Sur le caractère abusif de la saisie-attribution du 21 octobre 2025
Selon l’article L. 211-1 du code des procédures civiles d’exécution, tout créancier muni d’un titre exécutoire constatant une créance liquide et exigible peut, pour en obtenir le paiement, saisir entre les mains d’un tiers les créances de son débiteur portant sur une somme d’argent, sous réserve des dispositions particulières à la saisie des rémunérations prévue par le code du travail et par le présent code.
L’article R. 121-2 du même code dispose que le juge de l’exécution a le pouvoir d’ordonner la mainlevée de toute mesure inutile ou abusive et de condamner le créancier à des dommages-intérêts en cas d’abus de saisie.
La requérante demande, sur ce fondement, la mainlevée de la saisie pratiquée postérieurement à l’introduction de la présente instance et l’octroi de dommages-intérêts.
Toutefois, étant observé que la saisine du juge de l’exécution ne suspend pas le caractère exécutoire du jugement servant de fondement aux poursuites, la mise en oeuvre d’une nouvelle saisie postérieurement à l’introduction de la présente demande de délais n’apparaît pas motivée par l’intention de nuire à la débitrice, mais par la volonté légitime d’obtenir paiement de la créance, les précédentes mesures s’étant avérées largement insuffisantes.

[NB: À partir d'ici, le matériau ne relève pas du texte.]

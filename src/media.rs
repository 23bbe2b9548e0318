//! Frame sources feeding the first pass of a pipeline.

use crate::frame::{PixelFormat, VideoFrame};
use crate::pipeline::Dimensions;
use anyhow::{Context, Result};
use std::path::Path;
use tracing::info;

/// Anything that can hand the executor a current video frame.
pub trait FrameSource {
    /// True once a frame is available for the current refresh. Sources fed
    /// by a background producer poll it here.
    fn has_current_data(&mut self) -> bool;

    /// The latest frame, pulling from the underlying producer if needed.
    fn current_frame(&mut self) -> Option<&VideoFrame>;
}

impl FrameSource for Option<VideoFrame> {
    fn has_current_data(&mut self) -> bool {
        self.is_some()
    }

    fn current_frame(&mut self) -> Option<&VideoFrame> {
        self.as_ref()
    }
}

/// Media plus its optional metadata.
///
/// `width` and `height` only take effect when both are present; they then
/// become the explicit dimensions of the pipeline.
pub struct MediaSource {
    pub media: Box<dyn FrameSource>,
    pub kind: Option<String>,
    pub width: Option<u32>,
    pub height: Option<u32>,
}

impl MediaSource {
    pub fn new(media: impl FrameSource + 'static) -> Self {
        Self {
            media: Box::new(media),
            kind: None,
            width: None,
            height: None,
        }
    }

    pub fn with_kind(mut self, kind: impl Into<String>) -> Self {
        self.kind = Some(kind.into());
        self
    }

    pub fn with_size(mut self, width: u32, height: u32) -> Self {
        self.width = Some(width);
        self.height = Some(height);
        self
    }

    pub fn dimensions(&self) -> Option<Dimensions> {
        match (self.width, self.height) {
            (Some(width), Some(height)) if width > 0 && height > 0 => Some(Dimensions { width, height }),
            _ => None,
        }
    }
}

impl From<Box<dyn FrameSource>> for MediaSource {
    fn from(media: Box<dyn FrameSource>) -> Self {
        Self {
            media,
            kind: None,
            width: None,
            height: None,
        }
    }
}

/// A single decoded image, always ready.
pub struct StillImage {
    frame: VideoFrame,
}

impl StillImage {
    pub fn open(path: impl AsRef<Path>) -> Result<Self> {
        let path = path.as_ref();
        let image = image::open(path)
            .with_context(|| format!("Failed to open image {:?}", path))?
            .to_rgba8();
        let (width, height) = image.dimensions();
        info!("Loaded image {:?} ({}x{})", path, width, height);
        Ok(Self::from_frame(VideoFrame::from_data(
            width,
            height,
            PixelFormat::Rgba,
            image.into_raw(),
        )))
    }

    pub fn from_frame(frame: VideoFrame) -> Self {
        Self { frame }
    }
}

impl FrameSource for StillImage {
    fn has_current_data(&mut self) -> bool {
        true
    }

    fn current_frame(&mut self) -> Option<&VideoFrame> {
        Some(&self.frame)
    }
}

#[cfg(test)]
mod tests {
    use super::*;

    #[test]
    fn test_dimensions_need_both_sides() {
        let source = MediaSource::new(None::<VideoFrame>);
        assert_eq!(source.dimensions(), None);

        let mut partial = MediaSource::new(None::<VideoFrame>);
        partial.width = Some(640);
        assert_eq!(partial.dimensions(), None);

        let full = MediaSource::new(None::<VideoFrame>).with_size(640, 360).with_kind("video");
        assert_eq!(full.dimensions(), Some(Dimensions { width: 640, height: 360 }));
        assert_eq!(full.kind.as_deref(), Some("video"));
    }

    #[test]
    fn test_still_image_is_always_ready() {
        let mut still = StillImage::from_frame(VideoFrame::new(2, 2, PixelFormat::Rgba));
        assert!(still.has_current_data());
        assert_eq!(still.current_frame().map(|f| f.width), Some(2));
    }
}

Le caractère abusif de cette mesure n’est dès lors pas établi.
Par suite, les demandes de mainlevée et de dommages-intérêts seront rejetées.
Sur les dépens et l’article 700 du code de procédure civile
L’issue du litige commande de mettre les dépens à la charge de la demanderesse, qui succombe.
Elle sera condamnée, en outre, à payer à la société SWA Développement la somme de 1 500 euros en application de l’article 700 du code de procédure civile.
PAR CES MOTIFS
Le juge de l’exécution, statuant publiquement, par jugement contradictoire et en premier ressort, prononcé par mise à disposition au greffe,
Rejette la demande de délais de paiement de la société One For Fun ;
Rejette les demandes de mainlevée des saisies-attribution pratiquées par la société SWA Developpement à l’encontre de la société One For Fun les 9 juillet 2025 et 21 octobre 2025 ;
Rejette la demande de dommages-intérêts de la société One For Fun ;
Rejette la demande formée par la société One For Fun sur le fondement de l’article 700 du code de procédure civile ;
Condamne la société One For Fun au paiement des dépens de l’instance ;
Condamne la société One For Fun à payer à la Société SWA Developpement la somme de 1 500 euros en application de l’article 700 du code de procédure civile ;
RAPPELLE que la présente décision bénéficie de l’exécution provisoire.